Though slavery has been abolished long back in America, the legacy of slavery weighs down on African Americans, and makes them a special minority as they have been “subjected to two centuries of slavery.” (Marger 206-207). They are swiftly coming out of the rut and rammel of segregation and direct discrimination. Yet, covert and indirect forms of discrimination and oppression can neither be ruled out, nor can be dealt with effectively by the state. Even in the twenty first century, racist beliefs exist in a modified form. “As a collectivity, blacks in the past four decades have made significant strides in income, occupation, and education. However they continue to lag behind whites on all measures of socio-economic status” (Marger 208).

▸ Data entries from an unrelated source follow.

impl AppendColumn for IndirectAppendColumn {
    fn name(&self) -> &str {
        &self.name
    }

    fn value_count(&self) -> usize {
        self.trail.len()
    }

    fn append_null(&mut self) -> Result<()> {
        self.append_with(MinorType::Null, 0, |b| {
            b.append_null();
            Ok(())
        })
    }

    fn append_bool(&mut self, value: bool) -> Result<()> {
        self.append_with(MinorType::Bit, 0, |b| b.append_bool(value))
    }

    fn append_byte(&mut self, value: i8) -> Result<()> {
        self.append_with(MinorType::TinyInt, 0, |b| b.append_byte(value))
    }

    fn append_long(&mut self, value: i64) -> Result<()> {
        self.append_with(MinorType::BigInt, 0, |b| b.append_long(value))
    }

    fn append_double(&mut self, value: f64) -> Result<()> {
        self.append_with(MinorType::Float8, 0, |b| b.append_double(value))
    }

    fn append_string(&mut self, value: &str) -> Result<()> {
        self.append_with(MinorType::Varchar, value.len(), |b| b.append_string(value))
    }

    fn append_bytes(&mut self, value: &[u8]) -> Result<()> {
        self.append_with(MinorType::Varbinary, value.len(), |b| b.append_bytes(value))
    }

    fn append_date(&mut self, millis: i64) -> Result<()> {
        self.append_with(MinorType::TimestampMilli, 0, |b| b.append_date(millis))
    }

    fn append_duration(&mut self, millis: i64) -> Result<()> {
        self.append_with(MinorType::Duration, 0, |b| b.append_duration(millis))
    }

    fn append_from(&mut self, source: &ReadColumn, index: usize) -> Result<()> {
        let vector = source.internal_vector(index);
        MinorType::from_arrow(vector.data_type()).ok_or_else(|| Error::UnsupportedValueType {
            kind: "source vector".to_string(),
            arrow_type: vector.data_type().clone(),
        })?;
        self.reservation.grow(std::mem::size_of::<Slot>())?;
        self.trail.push(Slot::Shared {
            vector: vector.clone(),
            index: source.internal_index(index),
        });
        Ok(())
    }

    fn read(&self) -> ReadColumn {
        let arrays = self.builders.snapshots();
        let mut minor_types = self.builders.observed_minor_types();
        let mut vectors = Vec::with_capacity(self.trail.len());
        let mut indices = Vec::with_capacity(self.trail.len());
        for slot in &self.trail {
            match slot {
                Slot::Owned { slot, row } => {
                    vectors.push(arrays[*slot].clone());
                    indices.push(*row);
                }
                Slot::Shared { vector, index } => {
                    if let Some(minor) = MinorType::from_arrow(vector.data_type()) {
                        minor_types.insert(minor);
                    }
                    vectors.push(vector.clone());
                    indices.push(*index);
                }
            }
        }
        ReadColumn::materialized(self.name.clone(), minor_types, vectors, indices)
    }
}
use std::sync::Arc;

use arrow_array::{ArrayRef, Float64Array, Int64Array, RecordBatch, StringArray};
use tempora::{
    AppendRelation, BufferAllocator, ColumnFactory, Error, ReadRelation, Value, copy_rel_from,
    row_copier, select,
};

fn batch(columns: Vec<(&str, ArrayRef)>) -> RecordBatch {
    RecordBatch::try_from_iter(columns).unwrap()
}

#[test]
fn select_materializes_the_chosen_rows() {
    let relation = ReadRelation::from_batch(&batch(vec![(
        "a",
        Arc::new(Int64Array::from(vec![10, 20, 30, 40])) as ArrayRef,
    )]))
    .unwrap();
    let allocator = BufferAllocator::unbounded();

    let selected = select(&relation, &allocator, &[3, 1, 1]).unwrap();
    assert_eq!(selected.row_count(), 3);
    let column = selected.column("a").unwrap();
    assert_eq!(column.get_object(0), Value::Long(40));
    assert_eq!(column.get_object(1), Value::Long(20));
    assert_eq!(column.get_object(2), Value::Long(20));

    // Selection is positional against the source, per column.
    let source = relation.column("a").unwrap();
    for (out_row, src_row) in [(0_usize, 3_usize), (1, 1), (2, 1)] {
        assert_eq!(column.get_object(out_row), source.get_object(src_row));
    }
}

#[test]
fn select_rejects_out_of_range_indices() {
    let relation = ReadRelation::from_batch(&batch(vec![(
        "a",
        Arc::new(Int64Array::from(vec![1, 2])) as ArrayRef,
    )]))
    .unwrap();
    let allocator = BufferAllocator::unbounded();
    let err = select(&relation, &allocator, &[0, 2]).unwrap_err();
    assert!(matches!(
        err,
        Error::RowOutOfBounds { index: 2, count: 2 }
    ));
}

#[test]
fn copy_round_trips_a_wrapped_batch() {
    let relation = ReadRelation::from_batch(&batch(vec![(
        "x",
        Arc::new(Int64Array::from(vec![7, 8, 9])) as ArrayRef,
    )]))
    .unwrap();
    let allocator = BufferAllocator::unbounded();
    let mut fresh = AppendRelation::new(allocator, ColumnFactory::Fresh);

    copy_rel_from(&mut fresh, &relation, 0, relation.row_count()).unwrap();
    let copied = fresh.read().unwrap();
    assert_eq!(copied.row_count(), 3);
    let column = copied.column("x").unwrap();
    for index in 0..3 {
        assert_eq!(
            column.get_object(index),
            relation.column("x").unwrap().get_object(index)
        );
    }
}

#[test]
fn copy_honors_offset_and_length() {
    let relation = ReadRelation::from_batch(&batch(vec![(
        "x",
        Arc::new(Int64Array::from(vec![1, 2, 3, 4, 5])) as ArrayRef,
    )]))
    .unwrap();
    let allocator = BufferAllocator::unbounded();
    let mut target = AppendRelation::new(allocator, ColumnFactory::Fresh);

    copy_rel_from(&mut target, &relation, 1, 3).unwrap();
    let copied = target.read().unwrap();
    assert_eq!(copied.row_count(), 3);
    let column = copied.column("x").unwrap();
    assert_eq!(column.get_long(0), 2);
    assert_eq!(column.get_long(2), 4);

    let err = copy_rel_from(&mut target, &relation, 4, 2).unwrap_err();
    assert!(matches!(err, Error::RowOutOfBounds { index: 6, count: 5 }));
}

#[test]
fn row_copier_appends_across_all_paired_columns() {
    let relation = ReadRelation::from_batch(&batch(vec![
        ("id", Arc::new(Int64Array::from(vec![1, 2, 3])) as ArrayRef),
        (
            "name",
            Arc::new(StringArray::from(vec!["ada", "brent", "cy"])) as ArrayRef,
        ),
    ]))
    .unwrap();
    let allocator = BufferAllocator::unbounded();
    let mut target = AppendRelation::new(allocator, ColumnFactory::Fresh);

    let mut copier = row_copier(&mut target, &relation).unwrap();
    copier.copy_row(2).unwrap();
    copier.copy_row(0).unwrap();
    drop(copier);

    let copied = target.read().unwrap();
    assert_eq!(copied.row_count(), 2);
    assert_eq!(copied.column("id").unwrap().get_long(0), 3);
    assert_eq!(
        copied.column("name").unwrap().get_object(1),
        Value::Str("ada".to_string())
    );
}

#[test]
fn append_relation_read_reports_shape_mismatch() {
    let allocator = BufferAllocator::unbounded();
    let mut relation = AppendRelation::new(allocator, ColumnFactory::Fresh);
    relation.append_column("a").unwrap().append_long(1).unwrap();
    relation.append_column("a").unwrap().append_long(2).unwrap();
    relation.append_column("b").unwrap().append_long(3).unwrap();

    let err = relation.read().unwrap_err();
    match err {
        Error::ShapeMismatch {
            column,
            expected,
            got,
        } => {
            assert_eq!(column, "b");
            assert_eq!(expected, 2);
            assert_eq!(got, 1);
        }
        other => panic!("unexpected error: {other:?}"),
    }
}

#[test]
fn append_column_returns_the_existing_column() {
    let allocator = BufferAllocator::unbounded();
    let mut relation = AppendRelation::new(allocator, ColumnFactory::Fresh);
    relation.append_column("a").unwrap().append_long(1).unwrap();
    relation.append_column("a").unwrap().append_long(2).unwrap();
    assert_eq!(relation.columns().len(), 1);
    assert_eq!(relation.read().unwrap().row_count(), 2);
}

#[test]
fn projection_is_cheap_and_validates_names() {
    let relation = ReadRelation::from_batch(&batch(vec![
        ("a", Arc::new(Int64Array::from(vec![1])) as ArrayRef),
        ("b", Arc::new(Float64Array::from(vec![0.5])) as ArrayRef),
    ]))
    .unwrap();

    let projected = relation.project(&["b"]).unwrap();
    assert_eq!(projected.row_count(), 1);
    assert_eq!(projected.columns().len(), 1);
    assert_eq!(projected.column("b").unwrap().get_double(0), 0.5);

    let err = relation.project(&["missing"]).unwrap_err();
    assert!(matches!(err, Error::ColumnNotFound { name } if name == "missing"));
}

#[test]
fn clones_share_backing_and_drop_independently() {
    let relation = ReadRelation::from_batch(&batch(vec![(
        "x",
        Arc::new(Int64Array::from(vec![7, 8, 9])) as ArrayRef,
    )]))
    .unwrap();
    let clone = relation.clone();
    let renamed = relation.column("x").unwrap().rename("y");
    drop(relation);

    // Readers outlive the dropped view; releasing twice is unrepresentable.
    assert_eq!(clone.column("x").unwrap().get_long(1), 8);
    assert_eq!(renamed.get_long(2), 9);
    drop(clone);
    assert_eq!(renamed.get_long(0), 7);
}

#[test]
fn indirect_relations_select_without_copying_buffers() {
    let source = ReadRelation::from_batch(&batch(vec![(
        "a",
        Arc::new(Int64Array::from((0..1024).collect::<Vec<i64>>())) as ArrayRef,
    )]))
    .unwrap();
    // A budget far below the source payload still admits the selection,
    // because indirect columns record (vector, row) pairs only.
    let allocator = BufferAllocator::with_budget(4096);
    let selected = select(&source, &allocator, &[1023, 0]).unwrap();
    assert_eq!(selected.row_count(), 2);
    assert_eq!(selected.column("a").unwrap().get_long(0), 1023);
}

The word ethnicity, Greek in origin means “the unity of persons of common blood or descent” (Schaefer 456). Ethnicity as a social variable equally effects African Americans, as they form a unique ethnic group and are the most visible race. Moreover, ethnicity “ emerges and is made relevant through social situations and encounters, and through people’s ways of coping with the demands and challenges of life” (Eriksen 1). African Americans in America are a unique ethnic group and race, who have contributed their might in the making of America. Though African Americans are from different ethnic groups, in due course of time, they became a unique ethnic group with indigenous culture. Moreover, they share similar cultural, psychological and social characteristics. African Americans have their unique identity, cultural norms, matrilineal leanings, use of Black folks English, and an indigenous African American lifestyle in America. African American women have their own demands and challenges as they have to undergo racism, sexism, classism, gender dissonance and ethnic conflicts. Ethnic conflicts are bound to happen when there is competition for things on several levels, and African American women are the first to face them in America.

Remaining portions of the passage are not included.